Skamania County is included in the Portland-Vancouver-Hillsboro, OR-WA Metropolitan Statistical Area.
Skamania derives its name from the Cascades Chinook word sk'mániak, meaning "swift waters".
County QuickFacts: CensusBureau Quick Facts
Skamania County was created 9 March 1854 from Clark County. Skamania County on the Columbia River in Southwest Washington is home to several of the state's most famous features including Mount St. Helens in the northwest and Bonneville Dam in the southeast. It has the distinction of having been created by the Washington Territorial Legislature, abolished, then recreated.

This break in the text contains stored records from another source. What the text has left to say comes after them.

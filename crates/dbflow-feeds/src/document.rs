//! Log document → [`RawLogRow`] mapping.
//!
//! Documents follow the syslog-ng / Elasticsearch layout the SQL logger
//! writes:
//!
//! ```json
//! {
//!   "@timestamp": "2024-01-15T10:00:00Z",
//!   "@message": "SQL SELECT * FROM page WHERE page_id = 1",
//!   "@fields": { "database": { "name": "wikicities" } },
//!   "@context": { "method": "WikiPage::load", "rows": 1 }
//! }
//! ```
//!
//! A search hit wrapper (`{"_source": {...}}`) is unwrapped first.

use chrono::{DateTime, Utc};
use dbflow_core::RawLogRow;
use serde_json::Value;

/// Map a log document to a row. Missing or mistyped fields become `None`.
pub fn parse_document(value: &Value) -> RawLogRow {
    let doc = unwrap_hit(value);
    RawLogRow {
        message: string_at(doc, "/@message"),
        database: string_at(doc, "/@fields/database/name"),
        method: string_at(doc, "/@context/method"),
        timestamp: doc.get("@timestamp").and_then(parse_timestamp),
    }
}

/// Documents must carry a field at a dotted path (`@context.rows`) to count.
#[derive(Debug, Clone, Default, PartialEq, Eq)]
pub struct RowFilter {
    required_field: Option<String>,
}

impl RowFilter {
    pub fn new(required_field: Option<&str>) -> Self {
        Self {
            required_field: required_field
                .filter(|f| !f.is_empty())
                .map(str::to_string),
        }
    }

    pub fn required_field(&self) -> Option<&str> {
        self.required_field.as_deref()
    }

    pub fn matches(&self, value: &Value) -> bool {
        let Some(path) = &self.required_field else {
            return true;
        };
        let mut current = unwrap_hit(value);
        for segment in path.split('.') {
            match current.get(segment) {
                Some(next) => current = next,
                None => return false,
            }
        }
        !current.is_null()
    }
}

fn unwrap_hit(value: &Value) -> &Value {
    match value.get("_source") {
        Some(source @ Value::Object(_)) => source,
        _ => value,
    }
}

fn string_at(doc: &Value, pointer: &str) -> Option<String> {
    doc.pointer(pointer)
        .and_then(Value::as_str)
        .map(str::to_string)
}

/// RFC 3339 strings or Unix epoch seconds.
fn parse_timestamp(value: &Value) -> Option<DateTime<Utc>> {
    match value {
        Value::String(s) => DateTime::parse_from_rfc3339(s)
            .ok()
            .map(|ts| ts.with_timezone(&Utc)),
        Value::Number(n) => n.as_i64().and_then(|secs| DateTime::from_timestamp(secs, 0)),
        _ => None,
    }
}
//! Export layer — serialises a [`Graph`] as TSV, Graphviz or JSON.
//!
//! TSV lines are `source<TAB>edge_label<TAB>target<TAB>metadata`. Tabs and
//! line breaks inside a field are replaced with a space so every line splits
//! back into exactly four fields ([`parse_tsv_line`]).

use std::collections::HashMap;
use std::fmt;

use serde::Deserialize;

use crate::types::{Edge, Graph};

/// Output format of a rendered graph.
#[derive(Debug, Clone, Copy, PartialEq, Eq, Hash, Deserialize, clap::ValueEnum)]
#[serde(rename_all = "lowercase")]
pub enum OutputFormat {
    Tsv,
    Graphviz,
    Json,
}

impl OutputFormat {
    /// File extension used when writing this format.
    pub fn extension(self) -> &'static str {
        match self {
            OutputFormat::Tsv => "tsv",
            OutputFormat::Graphviz => "gv",
            OutputFormat::Json => "json",
        }
    }
}

impl fmt::Display for OutputFormat {
    fn fmt(&self, f: &mut fmt::Formatter<'_>) -> fmt::Result {
        match self {
            OutputFormat::Tsv => write!(f, "TSV"),
            OutputFormat::Graphviz => write!(f, "GV"),
            OutputFormat::Json => write!(f, "JSON"),
        }
    }
}

/// Render `graph` in `format`, newline-terminated.
pub fn render(graph: &Graph, format: OutputFormat) -> anyhow::Result<String> {
    let lines = match format {
        OutputFormat::Tsv => format_tsv_lines(graph),
        OutputFormat::Graphviz => format_graphviz_lines(graph),
        OutputFormat::Json => return Ok(to_json(graph)? + "\n"),
    };
    Ok(join_lines(&lines))
}

fn join_lines(lines: &[String]) -> String {
    let mut out = String::with_capacity(lines.iter().map(|l| l.len() + 1).sum());
    for line in lines {
        out.push_str(line);
        out.push('\n');
    }
    out
}

// ---------------------------------------------------------------------------
// TSV
// ---------------------------------------------------------------------------

pub fn format_tsv_lines(graph: &Graph) -> Vec<String> {
    graph
        .iter()
        .map(|edge| {
            format!(
                "{}\t{}\t{}\t{}",
                tsv_field(&edge.source),
                tsv_field(&edge.edge_label),
                tsv_field(&edge.target),
                tsv_field(&edge.metadata),
            )
        })
        .collect()
}

/// Parse one line written by [`format_tsv_lines`].
pub fn parse_tsv_line(line: &str) -> Option<Edge> {
    let line = line.trim_end_matches(['\n', '\r']);
    let mut fields = line.split('\t');
    let edge = Edge {
        source: fields.next()?.to_string(),
        edge_label: fields.next()?.to_string(),
        target: fields.next()?.to_string(),
        metadata: fields.next()?.to_string(),
    };
    match fields.next() {
        Some(_) => None,
        None => Some(edge),
    }
}

fn tsv_field(value: &str) -> String {
    value.replace(['\t', '\n', '\r'], " ")
}

// ---------------------------------------------------------------------------
// Graphviz
// ---------------------------------------------------------------------------

/// Colours available in the `pastel28` scheme.
const PALETTE_SIZE: usize = 8;

/// Lines of a Graphviz `digraph`.
///
/// Nodes are numbered in order of first appearance and coloured by the part
/// of their label before the first `:`, so all `mysql:*` tables share one
/// colour and all `php:*` call-sites another.
pub fn format_graphviz_lines(graph: &Graph) -> Vec<String> {
    let mut nodes: Vec<&str> = Vec::new();
    let mut node_ids: HashMap<&str, usize> = HashMap::new();
    let mut groups: HashMap<&str, usize> = HashMap::new();

    for edge in graph {
        for label in [edge.source.as_str(), edge.target.as_str()] {
            if !node_ids.contains_key(label) {
                nodes.push(label);
                node_ids.insert(label, nodes.len());
            }
            let group = node_group(label);
            let next = groups.len();
            groups.entry(group).or_insert(next);
        }
    }

    let mut lines = vec![
        "digraph G {".to_string(),
        "    graph [ center=true, margin=0.75, nodesep=0.5, ranksep=0.75, rankdir=LR ];"
            .to_string(),
        "    node [ shape=box, style=\"rounded,filled\", width=0, height=0, fontname=Helvetica, fontsize=11 ];"
            .to_string(),
        "    edge [ fontname=Helvetica, fontsize=9 ];".to_string(),
        String::new(),
        "    // nodes".to_string(),
    ];

    for (i, label) in nodes.iter().enumerate() {
        let color = groups[node_group(label)] % PALETTE_SIZE + 1;
        lines.push(format!(
            "    n{} [ label=\"{}\", colorscheme=pastel28, color={} ];",
            i + 1,
            dot_escape(label),
            color
        ));
    }

    lines.push(String::new());
    lines.push("    // edges".to_string());

    for edge in graph {
        lines.push(format!(
            "    n{} -> n{} [ label=\"{}\\n{}\" ];",
            node_ids[edge.source.as_str()],
            node_ids[edge.target.as_str()],
            dot_escape(&edge.edge_label),
            dot_escape(&edge.metadata)
        ));
    }

    lines.push("}".to_string());
    lines
}

fn node_group(label: &str) -> &str {
    label.split_once(':').map_or(label, |(group, _)| group)
}

fn dot_escape(value: &str) -> String {
    let mut out = String::with_capacity(value.len());
    for c in value.chars() {
        match c {
            '\\' => out.push_str("\\\\"),
            '"' => out.push_str("\\\""),
            '\n' => out.push_str("\\n"),
            '\r' => {}
            _ => out.push(c),
        }
    }
    out
}

// ---------------------------------------------------------------------------
// JSON
// ---------------------------------------------------------------------------

/// Pretty-printed JSON array of edges.
pub fn to_json(graph: &Graph) -> serde_json::Result<String> {
    serde_json::to_string_pretty(graph)
}

// ---------------------------------------------------------------------------
// Tests
// ---------------------------------------------------------------------------
//! Log adapter — turns one [`RawLogRow`] into a [`NormalizedEntry`].
//!
//! The adapter never fails. A row without a message yields an entry with no
//! canonical query, which the grouper drops; a missing database or method is
//! reported as [`UNKNOWN_FIELD`].

use crate::canonicalizer;
use crate::config::AdapterConfig;
use crate::types::{NormalizedEntry, RawLogRow};

/// Placeholder for a database or method the row did not carry.
pub const UNKNOWN_FIELD: &str = "unknown";

/// How rows are interpreted.
#[derive(Debug, Clone, PartialEq, Eq)]
pub struct AdapterOptions {
    /// Literal prefix stripped from the message before canonicalization.
    pub message_prefix: String,
    /// Prefix of the emitting context, `php` gives `php:<method>`.
    pub context_prefix: String,
    /// `(from, to)` database renames, checked in order.
    pub aliases: Vec<(String, String)>,
}

impl Default for AdapterOptions {
    fn default() -> Self {
        Self {
            message_prefix: "SQL ".to_string(),
            context_prefix: "php".to_string(),
            aliases: vec![
                ("uportal.mysql".to_string(), "mysql".to_string()),
                ("default".to_string(), "mysql".to_string()),
            ],
        }
    }
}

impl From<&AdapterConfig> for AdapterOptions {
    fn from(cfg: &AdapterConfig) -> Self {
        Self {
            message_prefix: cfg.message_prefix.clone(),
            context_prefix: cfg.context_prefix.clone(),
            aliases: cfg
                .database_aliases
                .iter()
                .map(|a| (a.from.clone(), a.to.clone()))
                .collect(),
        }
    }
}

/// Row → entry mapping with fixed [`AdapterOptions`].
#[derive(Debug, Clone, Default)]
pub struct LogAdapter {
    options: AdapterOptions,
}

impl LogAdapter {
    pub fn new(options: AdapterOptions) -> Self {
        Self { options }
    }

    pub fn options(&self) -> &AdapterOptions {
        &self.options
    }

    pub fn adapt(&self, row: &RawLogRow) -> NormalizedEntry {
        let canonical_query = row.message.as_deref().map(|message| {
            let sql = message
                .strip_prefix(self.options.message_prefix.as_str())
                .unwrap_or(message);
            canonicalizer::canonicalize(sql)
        });

        let database = self.resolve_database(row.database.as_deref().unwrap_or(UNKNOWN_FIELD));
        let method = row.method.as_deref().unwrap_or(UNKNOWN_FIELD);

        NormalizedEntry {
            database,
            canonical_query,
            context: format!("{}:{}", self.options.context_prefix, method),
        }
    }

    /// Apply the alias table; unmatched names pass through.
    pub fn resolve_database(&self, name: &str) -> String {
        self.options
            .aliases
            .iter()
            .find(|(from, _)| from == name)
            .map(|(_, to)| to.clone())
            .unwrap_or_else(|| name.to_string())
    }
}
//! Domain-specific assertion macros for dbflow harnesses.
//!
//! These wrap `pretty_assertions` and add context-rich failure messages that
//! make it clear *which* query or edge broke and *where* in the pipeline.

use dbflow_core::{Edge, Graph};

// ---------------------------------------------------------------------------
// Canonical shape assertions
// ---------------------------------------------------------------------------

/// Assert that `sql` canonicalizes to `expected`.
///
/// ```rust
/// assert_shape!("SELECT * FROM t WHERE id = 1", "SELECT * FROM t WHERE");
/// ```
#[macro_export]
macro_rules! assert_shape {
    ($sql:expr, $expected:expr) => {{
        let sql: &str = $sql;
        let expected: &str = $expected;
        let actual = dbflow_core::canonicalize(sql);
        pretty_assertions::assert_eq!(
            actual,
            expected,
            "canonical shape mismatch for input {:?}",
            sql
        );
    }};
}

/// Assert that two queries share one canonical shape.
#[macro_export]
macro_rules! assert_same_shape {
    ($left:expr, $right:expr) => {{
        let left = dbflow_core::canonicalize($left);
        let right = dbflow_core::canonicalize($right);
        if left != right {
            panic!(
                "assert_same_shape! failed:\n  {:?}\n    => {:?}\n  {:?}\n    => {:?}",
                $left, left, $right, right
            );
        }
    }};
}

/// Assert that two queries have different canonical shapes.
#[macro_export]
macro_rules! assert_distinct_shape {
    ($left:expr, $right:expr) => {{
        let left = dbflow_core::canonicalize($left);
        if left == dbflow_core::canonicalize($right) {
            panic!(
                "assert_distinct_shape! failed: both {:?} and {:?} canonicalize to {:?}",
                $left, $right, left
            );
        }
    }};
}

// ---------------------------------------------------------------------------
// Edge assertions
// ---------------------------------------------------------------------------

/// Assert that a graph has an edge `source -[label]-> target`.
///
/// ```rust
/// assert_has_edge!(graph, "mysql:page", "SQL SELECT", "php:WikiPage::load");
/// ```
#[macro_export]
macro_rules! assert_has_edge {
    ($graph:expr, $source:expr, $label:expr, $target:expr) => {{
        let graph: &dbflow_core::Graph = &$graph;
        let (source, label, target): (&str, &str, &str) = ($source, $label, $target);
        if !graph
            .iter()
            .any(|e| e.source == source && e.edge_label == label && e.target == target)
        {
            panic!(
                "assert_has_edge! failed: no edge {:?} -[{:?}]-> {:?}\n  edges: {:#?}",
                source,
                label,
                target,
                graph.edges()
            );
        }
    }};
}

/// Find the single edge between `source` and `target`, panicking when there
/// is none or more than one.
pub fn only_edge<'g>(graph: &'g Graph, source: &str, target: &str) -> &'g Edge {
    let matching: Vec<&Edge> = graph
        .iter()
        .filter(|e| e.source == source && e.target == target)
        .collect();
    match matching.as_slice() {
        [edge] => *edge,
        [] => panic!("no edge {source:?} -> {target:?} in {:#?}", graph.edges()),
        many => panic!("{} edges {source:?} -> {target:?}: {many:#?}", many.len()),
    }
}
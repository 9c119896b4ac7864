//! dbflow-feeds — log sources for dbflow.
//!
//! Each source reads JSON log documents, one per line, and hands back the
//! [`RawLogRow`]s that fall inside a [`FetchWindow`] and pass a [`RowFilter`].
//! A line that is not valid JSON is counted and skipped; it never aborts the
//! batch.

pub mod document;
pub mod file;
pub mod stdin;

use std::future::Future;
use std::num::NonZeroU64;
use std::path::PathBuf;

use chrono::{DateTime, TimeDelta, Utc};
use dbflow_core::RawLogRow;
use tokio::io::{AsyncBufRead, AsyncBufReadExt};

pub use document::{parse_document, RowFilter};
pub use file::FileSource;
pub use stdin::StdinSource;

/// Failure to read a log source. Bad lines inside the input are counted in
/// [`FetchReport`] instead.
#[derive(Debug, thiserror::Error)]
pub enum FeedError {
    /// The source could not be opened.
    #[error("cannot open {}: {source}", path.display())]
    Open {
        path: PathBuf,
        source: std::io::Error,
    },
    /// Reading failed part way through.
    #[error("failed to read log input: {0}")]
    Read(#[from] std::io::Error),
}

/// Which rows a fetch returns: at most `limit`, logged within the `period`
/// seconds up to `until`.
#[derive(Debug, Clone, Copy, PartialEq, Eq)]
pub struct FetchWindow {
    pub period: NonZeroU64,
    pub limit: usize,
    pub until: DateTime<Utc>,
}

impl FetchWindow {
    pub fn ending_now(period: NonZeroU64, limit: usize) -> Self {
        Self {
            period,
            limit,
            until: Utc::now(),
        }
    }

    /// Earliest timestamp inside the window.
    pub fn start(&self) -> DateTime<Utc> {
        i64::try_from(self.period.get())
            .ok()
            .and_then(TimeDelta::try_seconds)
            .and_then(|span| self.until.checked_sub_signed(span))
            .unwrap_or(DateTime::<Utc>::MIN_UTC)
    }

    /// Rows without a timestamp cannot be placed and are kept.
    pub fn contains(&self, timestamp: Option<DateTime<Utc>>) -> bool {
        match timestamp {
            Some(ts) => ts >= self.start() && ts <= self.until,
            None => true,
        }
    }
}

/// Outcome of one fetch.
#[derive(Debug, Clone, Default, PartialEq)]
pub struct FetchReport {
    /// Accepted rows in input order.
    pub rows: Vec<RawLogRow>,
    /// Non-blank lines read.
    pub lines: usize,
    /// Lines that were not a JSON object.
    pub malformed: usize,
    /// Documents lacking the required field.
    pub filtered: usize,
    /// Documents logged outside the window.
    pub outside_window: usize,
    /// Reading stopped at `limit` rows while non-blank input remained.
    /// The remaining lines are not parsed, so one of them may be a row that
    /// would have been dropped.
    pub truncated: bool,
}

/// A source of raw SQL log rows.
pub trait LogSource {
    /// Human-readable name for log messages.
    fn describe(&self) -> String;

    fn fetch(
        &mut self,
        window: &FetchWindow,
        filter: &RowFilter,
    ) -> impl Future<Output = Result<FetchReport, FeedError>> + Send;
}

/// Read JSON-lines log documents from `reader`.
///
/// Invalid UTF-8 is replaced rather than rejected.
pub async fn read_rows<R>(
    mut reader: R,
    window: &FetchWindow,
    filter: &RowFilter,
) -> Result<FetchReport, FeedError>
where
    R: AsyncBufRead + Unpin,
{
    let mut report = FetchReport::default();
    let mut buf = Vec::new();

    while report.rows.len() < window.limit {
        buf.clear();
        if reader.read_until(b'\n', &mut buf).await? == 0 {
            return Ok(report);
        }

        let line = String::from_utf8_lossy(&buf);
        let line = line.trim();
        if line.is_empty() {
            continue;
        }
        report.lines += 1;

        let value: serde_json::Value = match serde_json::from_str(line) {
            Ok(value @ serde_json::Value::Object(_)) => value,
            Ok(_) => {
                tracing::warn!(line = report.lines, "skipping log line: not a JSON object");
                report.malformed += 1;
                continue;
            }
            Err(e) => {
                tracing::warn!(line = report.lines, error = %e, "skipping malformed log line");
                report.malformed += 1;
                continue;
            }
        };

        if !filter.matches(&value) {
            report.filtered += 1;
            continue;
        }

        let row = parse_document(&value);
        if !window.contains(row.timestamp) {
            report.outside_window += 1;
            continue;
        }
        report.rows.push(row);
    }

    report.truncated = has_more_lines(&mut reader, &mut buf).await?;
    Ok(report)
}

/// Consume lines until a non-blank one turns up or the input ends.
async fn has_more_lines<R>(reader: &mut R, buf: &mut Vec<u8>) -> Result<bool, FeedError>
where
    R: AsyncBufRead + Unpin,
{
    loop {
        buf.clear();
        if reader.read_until(b'\n', buf).await? == 0 {
            return Ok(false);
        }
        if !buf.trim_ascii().is_empty() {
            return Ok(true);
        }
    }
}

The county's story was shaped by the river and particularly by the rapids called The Cascades B that divided the lower from the middle Columbia. Skamania has always been tied to the economy and politics of Oregon and of Portland, the principal seaport on the Columbia. In the last years of the twentieth century, the economy shifted away from logging, and tourism became the dominant industry. Half of Skamania County's workers are employed outside the county. In 2005, the estimated population was 10,664.
As reported by the Census Bureau, the county has a total area of 1,684 square miles (4,361 km2), of which,
1,656 square miles (4,290 km2) of it is land and 27 square miles (71 km2) of it (1.63%) is water. 90% of Skamania is
forested and 80% is a part of Gifford Pinchot National Forest.